Les pêches (Prunus persica) ont été introduites en Amérique du Nord par des moines espagnols autour de St Augustine, en Floride, au milieu des années 1500. En 1607, elles étaient répandues autour de Jamestown, en Virginie. Les arbres poussent facilement à partir de graines, et les noyaux de pêche sont faciles à conserver et à transporter.

Observant que les pêches des Carolines germaient facilement et fructifiaient abondamment, l’explorateur et naturaliste anglais John Lawson écrivait en 1700 qu' »elles font de notre terre un désert de pêchers ». Aujourd’hui encore, le Prunus persica sauvage est étonnamment commun, apparaissant le long des routes et des rangées de clôtures, dans les arrière-cours de banlieue et les vieux champs dans tout le Sud-Est et au-delà.

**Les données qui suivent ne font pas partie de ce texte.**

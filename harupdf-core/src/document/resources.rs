//! Fonts, encoders and images owned by a document.

use std::path::{Path, PathBuf};
use std::sync::Arc;

use tracing::{debug, warn};

use crate::document::{Document, FontSlot, ImageSlot};
use crate::error::{PdfError, Result};
use crate::fonts::{CidFont, Font, FontDef, StandardFont, TrueTypeFont, Type1Font};
use crate::graphics::{load_png_bytes, load_png_header, ColorSpace, Image};
use crate::handles::{EncoderRef, FontRef, ImageRef};
use crate::text::{cjk_family_of, CjkFamily, Encoder};

impl Document {
    // ---- encoders ----

    /// Registered encoder by name, creating built-in ones on first use.
    ///
    /// Double-byte encoders need their family enabled first, for example
    /// with [`Document::use_jp_encodings`].
    pub fn get_encoder(&mut self, name: &str) -> Result<EncoderRef> {
        if let Some(&handle) = self.encoder_names.get(name) {
            return Ok(handle);
        }

        let encoder = match cjk_family_of(name) {
            Some(family) if self.cjk_encodings.contains(&family) => Encoder::double_byte(name),
            Some(_) => None,
            None => Encoder::single_byte(name),
        }
        .ok_or_else(|| PdfError::InvalidEncodingName(name.to_string()))?;

        let handle = EncoderRef::new(self.doc_id, self.encoders.len());
        self.encoders.push(Arc::new(encoder));
        self.encoder_names.insert(name.to_string(), handle);
        Ok(handle)
    }

    pub fn encoder(&self, encoder: EncoderRef) -> Result<&Encoder> {
        let index = self.encoder_index(encoder)?;
        Ok(&self.encoders[index])
    }

    pub fn current_encoder(&self) -> Option<EncoderRef> {
        self.current_encoder
    }

    pub fn set_current_encoder(&mut self, name: &str) -> Result<()> {
        let handle = self.get_encoder(name)?;
        self.current_encoder = Some(handle);
        Ok(())
    }

    pub(crate) fn encoder_index(&self, encoder: EncoderRef) -> Result<usize> {
        let index = encoder.index_in(self.doc_id)?;
        if index >= self.encoders.len() {
            return Err(PdfError::InvalidEncoder);
        }
        Ok(index)
    }

    // ---- CJK families ----

    pub fn use_jp_fonts(&mut self) -> Result<()> {
        self.use_cjk_fonts(CjkFamily::Japanese)
    }

    pub fn use_kr_fonts(&mut self) -> Result<()> {
        self.use_cjk_fonts(CjkFamily::Korean)
    }

    pub fn use_cns_fonts(&mut self) -> Result<()> {
        self.use_cjk_fonts(CjkFamily::SimplifiedChinese)
    }

    pub fn use_cnt_fonts(&mut self) -> Result<()> {
        self.use_cjk_fonts(CjkFamily::TraditionalChinese)
    }

    pub fn use_jp_encodings(&mut self) -> Result<()> {
        self.use_cjk_encodings(CjkFamily::Japanese)
    }

    pub fn use_kr_encodings(&mut self) -> Result<()> {
        self.use_cjk_encodings(CjkFamily::Korean)
    }

    pub fn use_cns_encodings(&mut self) -> Result<()> {
        self.use_cjk_encodings(CjkFamily::SimplifiedChinese)
    }

    pub fn use_cnt_encodings(&mut self) -> Result<()> {
        self.use_cjk_encodings(CjkFamily::TraditionalChinese)
    }

    fn use_cjk_fonts(&mut self, family: CjkFamily) -> Result<()> {
        if !self.cjk_fonts.insert(family) {
            return Ok(());
        }
        let fonts = CidFont::family_fonts(family);
        debug!(?family, count = fonts.len(), "enabled CID fonts");
        for font in fonts {
            self.font_defs
                .entry(font.name().to_string())
                .or_insert(FontDef::Cid(font));
        }
        Ok(())
    }

    fn use_cjk_encodings(&mut self, family: CjkFamily) -> Result<()> {
        if self.cjk_encodings.insert(family) {
            debug!(?family, "enabled CMap encoders");
        }
        Ok(())
    }

    // ---- fonts ----

    /// Registers a TrueType font and returns its PostScript name.
    pub fn load_ttf(&mut self, path: impl AsRef<Path>, embed: bool) -> Result<String> {
        let (path, data) = self.read_file(path.as_ref())?;
        let font = TrueTypeFont::parse(&data, embed)?;
        debug!(path = %path.display(), name = font.base_font(), embed, "loaded TrueType font");
        Ok(self.register_font_def(FontDef::TrueType(Arc::new(font))))
    }

    /// [`Document::load_ttf`] for a font already in memory.
    pub fn load_ttf_from_mem(&mut self, data: &[u8], embed: bool) -> Result<String> {
        let font = TrueTypeFont::parse(data, embed)?;
        Ok(self.register_font_def(FontDef::TrueType(Arc::new(font))))
    }

    /// Registers font `index` of a TrueType collection.
    pub fn load_ttc(&mut self, path: impl AsRef<Path>, index: u32, embed: bool) -> Result<String> {
        let (path, data) = self.read_file(path.as_ref())?;
        let font = TrueTypeFont::parse_collection(&data, index, embed)?;
        debug!(
            path = %path.display(),
            index,
            name = font.base_font(),
            "loaded font from collection"
        );
        Ok(self.register_font_def(FontDef::TrueType(Arc::new(font))))
    }

    /// Registers a Type 1 font from its metrics and, optionally, its
    /// program. An empty PFB path means the font is not embedded.
    pub fn load_type1(
        &mut self,
        afm_path: impl AsRef<Path>,
        pfb_path: Option<&Path>,
    ) -> Result<String> {
        let (afm_path, afm) = self.read_file(afm_path.as_ref())?;
        let afm = String::from_utf8_lossy(&afm).into_owned();
        let pfb = match pfb_path.filter(|p| !p.as_os_str().is_empty()) {
            Some(path) => Some(self.read_file(path)?.1),
            None => None,
        };
        let font = Type1Font::parse(&afm, pfb.as_deref())?;
        debug!(
            path = %afm_path.display(),
            name = font.font_name(),
            embedded = pfb.is_some(),
            "loaded Type 1 font"
        );
        Ok(self.register_font_def(FontDef::Type1(Arc::new(font))))
    }

    /// [`Document::load_type1`] for data already in memory.
    pub fn load_type1_from_mem(&mut self, afm: &str, pfb: Option<&[u8]>) -> Result<String> {
        let font = Type1Font::parse(afm, pfb.filter(|p| !p.is_empty()))?;
        Ok(self.register_font_def(FontDef::Type1(Arc::new(font))))
    }

    /// A name that is already registered keeps its first definition.
    fn register_font_def(&mut self, def: FontDef) -> String {
        let name = def.name().to_string();
        if self.font_defs.contains_key(&name) {
            warn!(name, "font already loaded, keeping the first definition");
        } else {
            self.font_defs.insert(name.clone(), def);
        }
        name
    }

    /// A font bound to an encoder.
    ///
    /// `encoding` of `None` or `""` selects the font's default encoder.
    /// Repeated calls with the same names return the same handle.
    pub fn get_font(&mut self, name: &str, encoding: Option<&str>) -> Result<FontRef> {
        let def = match self.font_defs.get(name) {
            Some(def) => def.clone(),
            None => StandardFont::from_name(name)
                .map(FontDef::Standard)
                .ok_or_else(|| PdfError::InvalidFontName(name.to_string()))?,
        };
        let encoding = encoding
            .filter(|e| !e.is_empty())
            .unwrap_or(def.default_encoding())
            .to_string();

        let key = (name.to_string(), encoding.clone());
        if let Some(&handle) = self.font_cache.get(&key) {
            return Ok(handle);
        }

        let encoder = self.get_encoder(&encoding)?;
        let encoder = Arc::clone(&self.encoders[encoder.raw_index()]);
        let font = Font::new(def, encoder)?;

        let ids = (0..font.object_count())
            .map(|_| self.registry.allocate())
            .collect();
        let handle = FontRef::new(self.doc_id, self.fonts.len());
        debug!(name, encoding = %encoding, "created font");
        self.fonts.push(FontSlot { font, ids });
        self.font_cache.insert(key, handle);
        Ok(handle)
    }

    pub fn font(&self, font: FontRef) -> Result<&Font> {
        let index = self.font_index(font)?;
        Ok(&self.fonts[index].font)
    }

    pub(crate) fn font_index(&self, font: FontRef) -> Result<usize> {
        let index = font.index_in(self.doc_id)?;
        if index >= self.fonts.len() {
            return Err(PdfError::InvalidFont);
        }
        Ok(index)
    }

    // ---- images ----

    /// Loads a PNG file. With `deferred` only the header is kept and the
    /// pixels are decoded when the document is saved.
    pub fn load_png(&mut self, path: impl AsRef<Path>, deferred: bool) -> Result<ImageRef> {
        let (path, data) = self.read_file(path.as_ref())?;
        let image = if deferred {
            Image::deferred_png(load_png_header(&data)?, path.clone())
        } else {
            Image::from_png(load_png_bytes(&data)?)
        };
        debug!(path = %path.display(), deferred, "loaded PNG");
        Ok(self.register_image(image))
    }

    pub fn load_png_from_mem(&mut self, data: &[u8]) -> Result<ImageRef> {
        let image = Image::from_png(load_png_bytes(data)?);
        Ok(self.register_image(image))
    }

    pub fn load_jpeg(&mut self, path: impl AsRef<Path>) -> Result<ImageRef> {
        let (path, data) = self.read_file(path.as_ref())?;
        let image = Image::from_jpeg(data)?;
        debug!(path = %path.display(), "loaded JPEG");
        Ok(self.register_image(image))
    }

    pub fn load_jpeg_from_mem(&mut self, data: &[u8]) -> Result<ImageRef> {
        let image = Image::from_jpeg(data.to_vec())?;
        Ok(self.register_image(image))
    }

    /// Raw 8-bit samples from a file. Only the device colour spaces are
    /// accepted, and that is checked before the file is opened.
    pub fn load_raw(
        &mut self,
        path: impl AsRef<Path>,
        width: u32,
        height: u32,
        color_space: ColorSpace,
    ) -> Result<ImageRef> {
        check_raw_color_space(color_space)?;
        let (path, data) = self.read_file(path.as_ref())?;
        let image = Image::from_raw(data, width, height, color_space, 8)?;
        debug!(path = %path.display(), width, height, "loaded raw image");
        Ok(self.register_image(image))
    }

    pub fn load_raw_from_mem(
        &mut self,
        data: &[u8],
        width: u32,
        height: u32,
        color_space: ColorSpace,
        bits_per_component: u8,
    ) -> Result<ImageRef> {
        check_raw_color_space(color_space)?;
        let image = Image::from_raw(data.to_vec(), width, height, color_space, bits_per_component)?;
        Ok(self.register_image(image))
    }

    fn register_image(&mut self, image: Image) -> ImageRef {
        let id = self.registry.allocate();
        let alpha_id = image.has_alpha().then(|| self.registry.allocate());
        debug!(
            width = image.width(),
            height = image.height(),
            color_space = image.color_space().pdf_name(),
            "registered image"
        );
        let handle = ImageRef::new(self.doc_id, self.images.len());
        self.images.push(ImageSlot { image, id, alpha_id });
        handle
    }

    pub fn image(&self, image: ImageRef) -> Result<&Image> {
        let index = self.image_index(image)?;
        Ok(&self.images[index].image)
    }

    /// Mutable access, for [`Image::set_color_mask`].
    pub fn image_mut(&mut self, image: ImageRef) -> Result<&mut Image> {
        let index = self.image_index(image)?;
        Ok(&mut self.images[index].image)
    }

    /// Uses `mask`, a 1-bit gray image, as the stencil mask of `image`.
    pub fn set_mask_image(&mut self, image: ImageRef, mask: ImageRef) -> Result<()> {
        let image_index = self.image_index(image)?;
        let mask_index = self.image_index(mask)?;
        if image_index == mask_index {
            return Err(PdfError::InvalidParameter("an image cannot mask itself".to_string()));
        }

        let mask_image = &self.images[mask_index].image;
        if mask_image.color_space() != ColorSpace::DeviceGray {
            return Err(PdfError::InvalidColorSpace(
                mask_image.color_space().pdf_name().to_string(),
            ));
        }
        if mask_image.bits_per_component() != 1 {
            return Err(PdfError::InvalidBitsPerComponent(mask_image.bits_per_component()));
        }

        self.images[mask_index].image.is_image_mask = true;
        self.images[image_index].image.mask = Some(mask);
        Ok(())
    }

    /// Uses the gray image `smask` as the soft mask of `image`.
    pub fn add_smask(&mut self, image: ImageRef, smask: ImageRef) -> Result<()> {
        let image_index = self.image_index(image)?;
        let smask_index = self.image_index(smask)?;
        if image_index == smask_index {
            return Err(PdfError::InvalidParameter("an image cannot mask itself".to_string()));
        }
        let smask_image = &self.images[smask_index].image;
        if smask_image.color_space() != ColorSpace::DeviceGray {
            return Err(PdfError::InvalidColorSpace(
                smask_image.color_space().pdf_name().to_string(),
            ));
        }
        self.images[image_index].image.smask = Some(smask);
        Ok(())
    }

    pub(crate) fn image_index(&self, image: ImageRef) -> Result<usize> {
        let index = image.index_in(self.doc_id)?;
        if index >= self.images.len() {
            return Err(PdfError::InvalidImageHandle);
        }
        Ok(index)
    }

    /// Validates `path` against the base directory, then reads it.
    pub(crate) fn read_file(&self, path: &Path) -> Result<(PathBuf, Vec<u8>)> {
        let resolved = self.options.resolve_path(path)?;
        let data = std::fs::read(&resolved).map_err(|source| PdfError::FileOpen {
            path: resolved.clone(),
            source,
        })?;
        Ok((resolved, data))
    }
}

fn check_raw_color_space(color_space: ColorSpace) -> Result<()> {
    if !color_space.is_device() {
        return Err(PdfError::InvalidColorSpace(color_space.pdf_name().to_string()));
    }
    Ok(())
}
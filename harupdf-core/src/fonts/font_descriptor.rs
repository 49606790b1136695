//! Font descriptor structures for PDF font embedding

use crate::objects::{Dictionary, Object, ObjectId};
use bitflags::bitflags;

bitflags! {
    /// Font descriptor flags as defined in PDF specification
    #[derive(Debug, Clone, Copy, PartialEq, Eq)]
    pub struct FontFlags: u32 {
        /// All glyphs have the same width
        const FIXED_PITCH = 1 << 0;
        /// Glyphs have serifs
        const SERIF = 1 << 1;
        /// Font contains glyphs outside Adobe standard Latin set
        const SYMBOLIC = 1 << 2;
        /// Font is a script font
        const SCRIPT = 1 << 3;
        /// Font uses Adobe standard Latin character set
        const NONSYMBOLIC = 1 << 5;
        /// Font is italic
        const ITALIC = 1 << 6;
        /// All glyphs have no lowercase letters
        const ALL_CAP = 1 << 16;
        /// All glyphs are small capitals
        const SMALL_CAP = 1 << 17;
        /// Bold font
        const FORCE_BOLD = 1 << 18;
    }
}

/// Which descriptor key carries an embedded font program.
#[derive(Debug, Clone, Copy, PartialEq, Eq)]
pub enum FontFileKind {
    /// Type 1 program (`/FontFile`)
    Type1,
    /// TrueType program (`/FontFile2`)
    TrueType,
}

impl FontFileKind {
    fn key(self) -> &'static str {
        match self {
            FontFileKind::Type1 => "FontFile",
            FontFileKind::TrueType => "FontFile2",
        }
    }
}

/// PDF Font Descriptor
#[derive(Debug, Clone, PartialEq)]
pub struct FontDescriptor {
    /// Font name (PostScript name)
    pub font_name: String,
    pub flags: FontFlags,
    /// Font bounding box [llx, lly, urx, ury]
    pub font_bbox: [i16; 4],
    /// Italic angle in degrees
    pub italic_angle: f32,
    pub ascent: i16,
    /// Descent value (typically negative)
    pub descent: i16,
    pub cap_height: i16,
    pub x_height: i16,
    pub stem_v: i16,
    /// Width of missing character
    pub missing_width: u16,
}

impl FontDescriptor {
    /// Create a new font descriptor with default values
    pub fn new(font_name: impl Into<String>) -> Self {
        FontDescriptor {
            font_name: font_name.into(),
            flags: FontFlags::NONSYMBOLIC,
            font_bbox: [0, 0, 1000, 1000],
            italic_angle: 0.0,
            ascent: 800,
            descent: -200,
            cap_height: 700,
            x_height: 500,
            stem_v: 80,
            missing_width: 0,
        }
    }

    /// Convert to PDF dictionary
    pub fn to_dict(&self, font_file: Option<(FontFileKind, ObjectId)>) -> Dictionary {
        let mut dict = Dictionary::typed("FontDescriptor");

        dict.set_name("FontName", self.font_name.clone());
        dict.set("Flags", self.flags.bits());
        dict.set(
            "FontBBox",
            Object::Array(self.font_bbox.iter().map(|v| Object::from(i64::from(*v))).collect()),
        );
        dict.set("ItalicAngle", self.italic_angle);
        dict.set("Ascent", i64::from(self.ascent));
        dict.set("Descent", i64::from(self.descent));
        dict.set("CapHeight", i64::from(self.cap_height));
        if self.x_height != 0 {
            dict.set("XHeight", i64::from(self.x_height));
        }
        dict.set("StemV", i64::from(self.stem_v));
        if self.missing_width != 0 {
            dict.set("MissingWidth", u32::from(self.missing_width));
        }

        if let Some((kind, id)) = font_file {
            dict.set(kind.key(), id);
        }

        dict
    }
}
#[cfg(test)]
mod tests {
    use super::*;

    #[test]
    fn test_read_helpers() {
        let data = vec![0x00, 0x10, 0xFF, 0xFE, 0x12, 0x34, 0x56, 0x78];

        assert_eq!(read_u16(&data, 0).unwrap(), 0x0010);
        assert_eq!(read_u16(&data, 2).unwrap(), 0xFFFE);
        assert_eq!(read_i16(&data, 2).unwrap(), -2);
        assert_eq!(read_u32(&data, 4).unwrap(), 0x12345678);

        assert!(read_u16(&data, 7).is_err());
        assert!(read_u32(&data, 5).is_err());
    }

    #[test]
    fn test_invalid_font_signatures() {
        assert!(matches!(
            TrueTypeFont::parse(&[0u8; 12], false),
            Err(PdfError::TtfInvalidFormat(_))
        ));
        assert!(TrueTypeFont::parse(&[0x00, 0x01], false).is_err());
    }

    #[test]
    fn test_parse_synthetic_font() {
        let data = test_font::build("Synthetic-Regular", 0);
        let font = TrueTypeFont::parse(&data, false).unwrap();

        assert_eq!(font.base_font(), "Synthetic-Regular");
        assert_eq!(font.units_per_em(), 2048);
        assert_eq!(font.glyph_index('A' as u32), Some(2));
        assert_eq!(font.glyph_index('Z' as u32), Some(27));
        assert_eq!(font.glyph_index('a' as u32), None);
        assert_eq!(font.unicode_width('A' as u32), 599);
        assert_eq!(font.unicode_width(' ' as u32), 250);
        assert_eq!(font.unicode_width('a' as u32), 500);
        assert!(!font.is_embedded());

        let desc = font.descriptor();
        assert_eq!(desc.ascent, 799);
        assert_eq!(desc.descent, -200);
        assert_eq!(desc.cap_height, 700);
        assert_eq!(desc.font_bbox, [-48, -195, 976, 878]);
    }

    #[test]
    fn test_missing_required_table() {
        let tables: Vec<_> = test_font::tables("NoHmtx", 0)
            .into_iter()
            .filter(|(tag, _)| tag != b"hmtx")
            .collect();
        let data = test_font::sfnt(&tables);
        match TrueTypeFont::parse(&data, false) {
            Err(PdfError::TtfMissingTable(tag)) => assert_eq!(tag, "hmtx"),
            other => panic!("unexpected {other:?}"),
        }
    }

    #[test]
    fn test_restricted_font_cannot_be_embedded() {
        let data = test_font::build("Restricted", FS_TYPE_RESTRICTED);
        assert!(matches!(
            TrueTypeFont::parse(&data, true),
            Err(PdfError::TtfCannotEmbedFont(_))
        ));
        let font = TrueTypeFont::parse(&data, false).unwrap();
        assert!(!font.embedding_allowed());
    }

    #[test]
    fn test_embedding_keeps_program() {
        let data = test_font::build("Embedded", 0);
        let font = TrueTypeFont::parse(&data, true).unwrap();
        assert_eq!(font.program(), Some(data.as_slice()));
    }

    /// A (3,10) format 12 cmap holding the given groups.
    fn segmented_cmap(groups: &[(u32, u32, u32)]) -> Vec<u8> {
        let mut t = Vec::new();
        t.extend_from_slice(&0u16.to_be_bytes());
        t.extend_from_slice(&1u16.to_be_bytes());
        t.extend_from_slice(&3u16.to_be_bytes());
        t.extend_from_slice(&10u16.to_be_bytes());
        t.extend_from_slice(&12u32.to_be_bytes());
        t.extend_from_slice(&12u16.to_be_bytes());
        t.extend_from_slice(&0u16.to_be_bytes());
        t.extend_from_slice(&((16 + groups.len() * 12) as u32).to_be_bytes());
        t.extend_from_slice(&0u32.to_be_bytes());
        t.extend_from_slice(&(groups.len() as u32).to_be_bytes());
        for (start, end, glyph) in groups {
            t.extend_from_slice(&start.to_be_bytes());
            t.extend_from_slice(&end.to_be_bytes());
            t.extend_from_slice(&glyph.to_be_bytes());
        }
        t
    }

    fn with_cmap(cmap: Vec<u8>) -> Vec<u8> {
        let tables: Vec<_> = test_font::tables("Segmented", 0)
            .into_iter()
            .map(|(tag, data)| {
                if &tag == b"cmap" {
                    (tag, cmap.clone())
                } else {
                    (tag, data)
                }
            })
            .collect();
        test_font::sfnt(&tables)
    }

    #[test]
    fn test_segmented_cmap_out_of_range_glyphs() {
        let data = with_cmap(segmented_cmap(&[(0x41, 0x42, 0xFFFF_FFFF)]));
        assert!(matches!(
            TrueTypeFont::parse(&data, false),
            Err(PdfError::TtfInvalidCmap)
        ));

        // A range far wider than the glyph count stops at the last glyph.
        let data = with_cmap(segmented_cmap(&[
            (0xFFFF_FFF0, 0x20, 1),
            (0x41, 0x10_FFFF, 2),
        ]));
        let font = TrueTypeFont::parse(&data, false).unwrap();
        assert_eq!(font.glyph_index('A' as u32), Some(2));
        assert_eq!(font.glyph_index('Z' as u32), Some(27));
        assert_eq!(font.glyph_index('Z' as u32 + 1), None);
        assert_eq!(font.glyph_index(' ' as u32), None);
    }

    #[test]
    fn test_widths_saturate() {
        let tables: Vec<_> = test_font::tables("Tiny", 0)
            .into_iter()
            .map(|(tag, mut data)| {
                if &tag == b"head" {
                    data[18..20].copy_from_slice(&16u16.to_be_bytes());
                }
                (tag, data)
            })
            .collect();
        let font = TrueTypeFont::parse(&test_font::sfnt(&tables), false).unwrap();
        // 1228 units at 16 upem is 76750 thousandths.
        assert_eq!(font.unicode_width('A' as u32), u16::MAX);
        assert_eq!(font.unicode_width(' ' as u32), 32000);
        assert_eq!(font.descriptor().font_bbox[2], i16::MAX);
    }

    #[test]
    fn test_extracted_font_with_many_tables() {
        let mut tables = test_font::tables("Crowded", 0);
        for n in 0..4100u32 {
            tables.push((n.to_be_bytes(), vec![0u8; 4]));
        }
        let base = 12 + 4;
        let mut data = Vec::new();
        data.extend_from_slice(&TTC_TAG.to_be_bytes());
        data.extend_from_slice(&0x0001_0000u32.to_be_bytes());
        data.extend_from_slice(&1u32.to_be_bytes());
        data.extend_from_slice(&(base as u32).to_be_bytes());
        data.extend(test_font::sfnt_at(&tables, base));

        let font = TrueTypeFont::parse_collection(&data, 0, true).unwrap();
        let program = font.program().unwrap();
        assert_eq!(read_u16(program, 4).unwrap(), 4108);
        assert_eq!(read_u16(program, 6).unwrap(), u16::MAX);
        assert_eq!(read_u16(program, 8).unwrap(), 12);
        assert_eq!(read_u16(program, 10).unwrap(), 192);
        assert_eq!(
            TrueTypeFont::parse(program, false).unwrap().base_font(),
            "Crowded"
        );
    }

    fn collection(names: &[&str]) -> Vec<u8> {
        let header_len = 12 + names.len() * 4;
        let mut fonts = Vec::new();
        let mut offsets = Vec::new();
        for name in names {
            let base = header_len + fonts.len();
            offsets.push(base as u32);
            fonts.extend(test_font::sfnt_at(&test_font::tables(name, 0), base));
        }
        let mut out = Vec::new();
        out.extend_from_slice(&TTC_TAG.to_be_bytes());
        out.extend_from_slice(&0x0001_0000u32.to_be_bytes());
        out.extend_from_slice(&(names.len() as u32).to_be_bytes());
        for offset in offsets {
            out.extend_from_slice(&offset.to_be_bytes());
        }
        out.extend(fonts);
        out
    }

    #[test]
    fn test_collection_index() {
        let data = collection(&["First", "Second"]);
        let second = TrueTypeFont::parse_collection(&data, 1, true).unwrap();
        assert_eq!(second.base_font(), "Second");

        let program = second.program().unwrap();
        let standalone = TrueTypeFont::parse(program, false).unwrap();
        assert_eq!(standalone.base_font(), "Second");
        assert_eq!(standalone.unicode_width('A' as u32), 599);

        assert!(matches!(
            TrueTypeFont::parse_collection(&data, 2, false),
            Err(PdfError::InvalidTtcIndex { index: 2, count: 2 })
        ));
        assert!(matches!(
            TrueTypeFont::parse_collection(&test_font::build("Single", 0), 0, false),
            Err(PdfError::InvalidTtcFile(_))
        ));
    }
}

Pour un fruit aussi rustique, la récolte commerciale peut pourtant sembler remarquablement fragile. La perte de 80 % de cette année est inhabituelle, mais l’inquiétude du public au sujet de la culture est un rituel annuel. Elle commence en février et en mars, lorsque les arbres commencent à fleurir et sont exposés à un risque important si les températures descendent en dessous de zéro. Les plus grands vergers chauffent les arbres avec des pots à boue ou utilisent des hélicoptères et des machines à vent pour brasser l’air lors des nuits particulièrement glaciales.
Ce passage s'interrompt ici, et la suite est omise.